I admit that I am not a great fan of the 20th Century American novel, though it turns out in retrospect that my educational exposure to Steinbeck included The Pearl, Of Mice and Men, The Grapes of Wrath, and Cannery Row. In more recent years I have come to appreciate his non-fiction work and especially his journalistic reports during World War Two, collected in Once There Was a War.
This Penguin Twentieth-Century Classics edition of John Steinbeck’s World War Two resistance novel includes a very informative 18 page introduction by Donald V. Coers, Professor of English and scholar of Steinbeck’s body of work. Also included are more than three pages of suggested further reading.
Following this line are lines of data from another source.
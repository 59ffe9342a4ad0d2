use std::sync::Arc;

use curvebook_events::{Event, EventBus, InMemoryEventBus};
use curvebook_infra::{Envelope, InMemoryWallets, LedgerService};
use curvebook_ledger::{Ledger, LedgerId};

pub type ApiBus = Arc<InMemoryEventBus<Envelope>>;
pub type ApiLedgerService = LedgerService<Arc<InMemoryWallets>, ApiBus>;

/// Everything the handlers need, shared behind one `Arc`.
pub struct AppServices {
    pub ledger: ApiLedgerService,
    pub wallets: Arc<InMemoryWallets>,
}

/// In-memory wiring (dev/test): ledger service over dev wallets + event feed.
pub fn build_services(ledger_id: LedgerId) -> AppServices {
    let wallets = Arc::new(InMemoryWallets::new());
    let bus: ApiBus = Arc::new(InMemoryEventBus::new());

    // Background subscriber: bus -> structured log feed.
    // Must be called from within a tokio runtime.
    {
        let subscription = bus.subscribe();
        tokio::task::spawn_blocking(move || {
            while let Ok(envelope) = subscription.recv() {
                tracing::debug!(
                    ledger_id = %envelope.aggregate_id(),
                    sequence = envelope.sequence_number(),
                    event_type = envelope.payload().event_type(),
                    "ledger event committed"
                );
            }
        });
    }

    let ledger = LedgerService::new(Ledger::empty(ledger_id), wallets.clone(), bus);
    AppServices { ledger, wallets }
}
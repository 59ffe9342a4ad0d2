//! Event publishing/subscription abstraction (mechanics only).
//!
//! The bus distributes committed ledger events to observers (audit feeds,
//! indexers, dashboards). It is a distribution channel, not a source of truth:
//! the ledger state and the journal are authoritative, and a failed publish
//! never rolls back a committed transition.

use std::sync::Arc;
use std::sync::mpsc::Receiver;
use std::time::Duration;

/// A subscription to an event stream.
///
/// Each subscription gets a copy of every message published after it was
/// created (broadcast semantics), in publication order.
///
/// ```ignore
/// let subscription = bus.subscribe();
/// loop {
///     match subscription.recv_timeout(Duration::from_secs(1)) {
///         Ok(envelope) => index(envelope),
///         Err(std::sync::mpsc::RecvTimeoutError::Timeout) => continue,
///         Err(std::sync::mpsc::RecvTimeoutError::Disconnected) => break,
///     }
/// }
/// ```
#[derive(Debug)]
pub struct Subscription<M> {
    receiver: Receiver<M>,
}

impl<M> Subscription<M> {
    pub fn new(receiver: Receiver<M>) -> Self {
        Self { receiver }
    }

    /// Block until the next message is available.
    pub fn recv(&self) -> Result<M, std::sync::mpsc::RecvError> {
        self.receiver.recv()
    }

    /// Try to receive a message without blocking.
    pub fn try_recv(&self) -> Result<M, std::sync::mpsc::TryRecvError> {
        self.receiver.try_recv()
    }

    /// Block for up to `timeout` waiting for a message.
    pub fn recv_timeout(&self, timeout: Duration) -> Result<M, std::sync::mpsc::RecvTimeoutError> {
        self.receiver.recv_timeout(timeout)
    }

    /// Drain everything currently buffered without blocking.
    pub fn drain(&self) -> Vec<M> {
        self.receiver.try_iter().collect()
    }
}

/// Domain-agnostic event bus (pub/sub abstraction).
///
/// ```text
/// Transition commits → Journal (append) → Event Bus (publish) → Observers
/// ```
///
/// `publish()` can fail (e.g. internal lock poisoning). Failures are surfaced
/// to the caller, which decides whether to log or escalate.
pub trait EventBus<M>: Send + Sync {
    type Error: core::fmt::Debug + Send + Sync + 'static;

    fn publish(&self, message: M) -> Result<(), Self::Error>;

    fn subscribe(&self) -> Subscription<M>;
}

impl<M, B> EventBus<M> for Arc<B>
where
    B: EventBus<M> + ?Sized,
{
    type Error = B::Error;

    fn publish(&self, message: M) -> Result<(), Self::Error> {
        (**self).publish(message)
    }

    fn subscribe(&self) -> Subscription<M> {
        (**self).subscribe()
    }
}
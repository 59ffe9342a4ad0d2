//! Strongly-typed identifiers used across the domain.

use core::str::FromStr;
use serde::{Deserialize, Serialize};
use uuid::Uuid;

/// Error returned when an identifier fails to parse.
#[derive(Debug, Clone, PartialEq, Eq, thiserror::Error)]
#[error("invalid identifier: {0}")]
pub struct InvalidId(pub String);

/// Opaque handle of an account holding tokens (caller identity).
#[derive(Debug, Copy, Clone, PartialEq, Eq, Hash, PartialOrd, Ord, Serialize, Deserialize)]
#[serde(transparent)]
pub struct AccountId(Uuid);

/// Identifier of an aggregate root.
#[derive(Debug, Copy, Clone, PartialEq, Eq, Hash, Serialize, Deserialize)]
#[serde(transparent)]
pub struct AggregateId(Uuid);

macro_rules! impl_uuid_newtype {
    ($t:ty, $name:literal) => {
        impl $t {
            /// Create a new identifier.
            ///
            /// Uses UUIDv7 (time-ordered). Prefer passing IDs explicitly in tests
            /// for determinism.
            pub fn new() -> Self {
                Self(Uuid::now_v7())
            }
        }

        impl core::fmt::Display for $t {
            fn fmt(&self, f: &mut core::fmt::Formatter<'_>) -> core::fmt::Result {
                core::fmt::Display::fmt(&self.0, f)
            }
        }

        impl From<Uuid> for $t {
            fn from(value: Uuid) -> Self {
                Self(value)
            }
        }

        impl From<$t> for Uuid {
            fn from(value: $t) -> Self {
                value.0
            }
        }

        impl FromStr for $t {
            type Err = InvalidId;

            fn from_str(s: &str) -> Result<Self, Self::Err> {
                let uuid = Uuid::from_str(s).map_err(|e| InvalidId(format!("{}: {}", $name, e)))?;
                Ok(Self(uuid))
            }
        }
    };
}

impl_uuid_newtype!(AccountId, "AccountId");
impl_uuid_newtype!(AggregateId, "AggregateId");

impl AccountId {
    /// The null identity. Never a valid transfer destination.
    pub const NULL: AccountId = AccountId(Uuid::nil());

    pub fn is_null(&self) -> bool {
        self.0.is_nil()
    }
}

#[cfg(test)]
mod tests {
    use super::*;

    #[test]
    fn null_identity_is_nil_uuid() {
        assert!(AccountId::NULL.is_null());
        assert!(!AccountId::new().is_null());
        assert_eq!(AccountId::NULL.to_string(), "00000000-0000-0000-0000-000000000000");
    }

    #[test]
    fn parse_roundtrips_display() {
        let id = AccountId::new();
        let parsed: AccountId = id.to_string().parse().unwrap();
        assert_eq!(parsed, id);
    }

    #[test]
    fn parse_rejects_garbage() {
        let err = "not-a-uuid".parse::<AccountId>().unwrap_err();
        assert!(err.0.starts_with("AccountId"));
    }
}
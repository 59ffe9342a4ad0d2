//! Checked fixed-point arithmetic.
//!
//! Amounts are stored as `u128`. Multiply-then-divide goes through a 256-bit
//! intermediate so the product itself never wraps; only a quotient that does
//! not fit back into `u128` is reported as [`LedgerError::ArithmeticOverflow`].

use uint::construct_uint;

use crate::error::{LedgerError, LedgerResult};

construct_uint! {
    /// 256-bit integer used for intermediate products.
    struct U256(4);
}

fn narrow(value: U256) -> LedgerResult<u128> {
    if value > U256::from(u128::MAX) {
        return Err(LedgerError::ArithmeticOverflow);
    }
    Ok(value.low_u128())
}

/// `floor(a * b / d)` without intermediate overflow.
///
/// A zero divisor is reported as overflow: callers validate divisors up front,
/// so reaching it means the inputs were already out of range.
pub fn mul_div_floor(a: u128, b: u128, d: u128) -> LedgerResult<u128> {
    if d == 0 {
        return Err(LedgerError::ArithmeticOverflow);
    }
    let product = U256::from(a)
        .checked_mul(U256::from(b))
        .ok_or(LedgerError::ArithmeticOverflow)?;
    narrow(product / U256::from(d))
}

pub fn checked_add(a: u128, b: u128) -> LedgerResult<u128> {
    a.checked_add(b).ok_or(LedgerError::ArithmeticOverflow)
}

pub fn checked_sub(a: u128, b: u128) -> LedgerResult<u128> {
    a.checked_sub(b).ok_or(LedgerError::ArithmeticOverflow)
}
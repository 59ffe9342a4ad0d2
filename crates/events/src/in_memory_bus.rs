//! In-memory event bus for tests/dev and single-process deployments.

use std::sync::{Mutex, mpsc};

use crate::bus::{EventBus, Subscription};

#[derive(Debug)]
pub enum InMemoryBusError {
    /// Publish failed due to internal lock poisoning.
    Poisoned,
}

/// In-memory pub/sub bus.
///
/// - No IO / no async
/// - Best-effort fan-out; dropped subscribers are pruned on publish
#[derive(Debug)]
pub struct InMemoryEventBus<M> {
    subscribers: Mutex<Vec<mpsc::Sender<M>>>,
}

impl<M> InMemoryEventBus<M> {
    pub fn new() -> Self {
        Self::default()
    }

    /// Number of live subscribers as of the last publish.
    pub fn subscriber_count(&self) -> usize {
        self.subscribers.lock().map(|subs| subs.len()).unwrap_or(0)
    }
}

impl<M> Default for InMemoryEventBus<M> {
    fn default() -> Self {
        Self {
            subscribers: Mutex::new(Vec::new()),
        }
    }
}

impl<M> EventBus<M> for InMemoryEventBus<M>
where
    M: Clone + Send + 'static,
{
    type Error = InMemoryBusError;

    fn publish(&self, message: M) -> Result<(), Self::Error> {
        let mut subs = self.subscribers.lock().map_err(|_| InMemoryBusError::Poisoned)?;

        // Drop any dead subscribers while publishing.
        subs.retain(|tx| tx.send(message.clone()).is_ok());

        Ok(())
    }

    fn subscribe(&self) -> Subscription<M> {
        let (tx, rx) = mpsc::channel();

        // A poisoned lock still yields a subscription; it just never receives.
        if let Ok(mut subs) = self.subscribers.lock() {
            subs.push(tx);
        }

        Subscription::new(rx)
    }
}

#[cfg(test)]
mod tests {
    use super::*;

    #[test]
    fn every_subscriber_receives_each_message_in_order() {
        let bus = InMemoryEventBus::new();
        let a = bus.subscribe();
        let b = bus.subscribe();

        bus.publish(1u32).unwrap();
        bus.publish(2u32).unwrap();

        assert_eq!(a.drain(), vec![1, 2]);
        assert_eq!(b.drain(), vec![1, 2]);
    }

    #[test]
    fn late_subscriber_misses_earlier_messages() {
        let bus = InMemoryEventBus::new();
        bus.publish("early").unwrap();
        let sub = bus.subscribe();
        bus.publish("late").unwrap();

        assert_eq!(sub.drain(), vec!["late"]);
    }

    #[test]
    fn dropped_subscribers_are_pruned() {
        let bus = InMemoryEventBus::new();
        let kept = bus.subscribe();
        drop(bus.subscribe());

        bus.publish(7u8).unwrap();

        assert_eq!(bus.subscriber_count(), 1);
        assert_eq!(kept.try_recv().unwrap(), 7);
    }
}
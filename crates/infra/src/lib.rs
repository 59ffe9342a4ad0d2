//! Infrastructure layer: serialized ledger service, value channel, journal, config.

pub mod channel;
pub mod config;
pub mod journal;
pub mod service;


pub use channel::{ChannelError, InMemoryWallets, ValueChannel};
pub use config::{ConfigError, ServerConfig};
pub use journal::{EventJournal, JournalError, LEDGER_AGGREGATE_TYPE};
pub use service::{DispatchError, Envelope, LedgerService};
This introduction recounts how Steinbeck worked with the U.S. Office of Coordinator of Information and “Wild” Bill Donovan’s Office of Strategic Services (OSS) to support the Allied war effort. Steinbeck’s work in that regard brought him into contact with displaced citizens and refugees from a number of European nations then under Nazi occupation.
In late 1941, Steinbeck conceived the idea for a short novel about the experience of being invaded and occupied. Reworking a first draft that was set in America, he published this final version as The Moon is Down in March, 1942. It was soon staged on Broadway and in 1943 a film version premiered. Critical reaction was varied and often quite strongly negative. However, according to Professor Coer’s account, this short novel was well received in the afore-mentioned communities of wartime exiles. Their positive response led to the text being smuggled into Occupied Europe. In Norway, Denmark, the Netherlands, France, and eventually China, clandestinely translated, printed or mimeographed editions were distributed by underground resistance organizations and became a strong element in pro-Allied propaganda campaigns. Nazi occupation forces banned the book (even in Germany) but copies were actually for sale in several countries as a fund-raising effort by the resistance.
The story itself is told simply in neat, clean prose. The events of invasion, occupation, etc., are narrated without benefit of Hollywood style drama. Neither the occupied nor the occupiers are ever identified by nationality or geographic location. The action is set almost entirely in and around a small simple town, with the sea on one side and farmland surrounding it on land. The reader is introduced by name to the individual citizens and soldiers interacting in this small drama, but we are offered no information about the larger world and larger war beyond the victory of the occupiers. The story is thus embodied at a very personal scale as each individual is presented with choices and makes decisions about how to react in this new situation.
I think Steinbeck’s choices in this work explain why it had such a popular response in so many different occupied countries. It is a story in many ways still relevant today in a world still marred by armed violence that crosses borders and reaches even into peoples’ homes.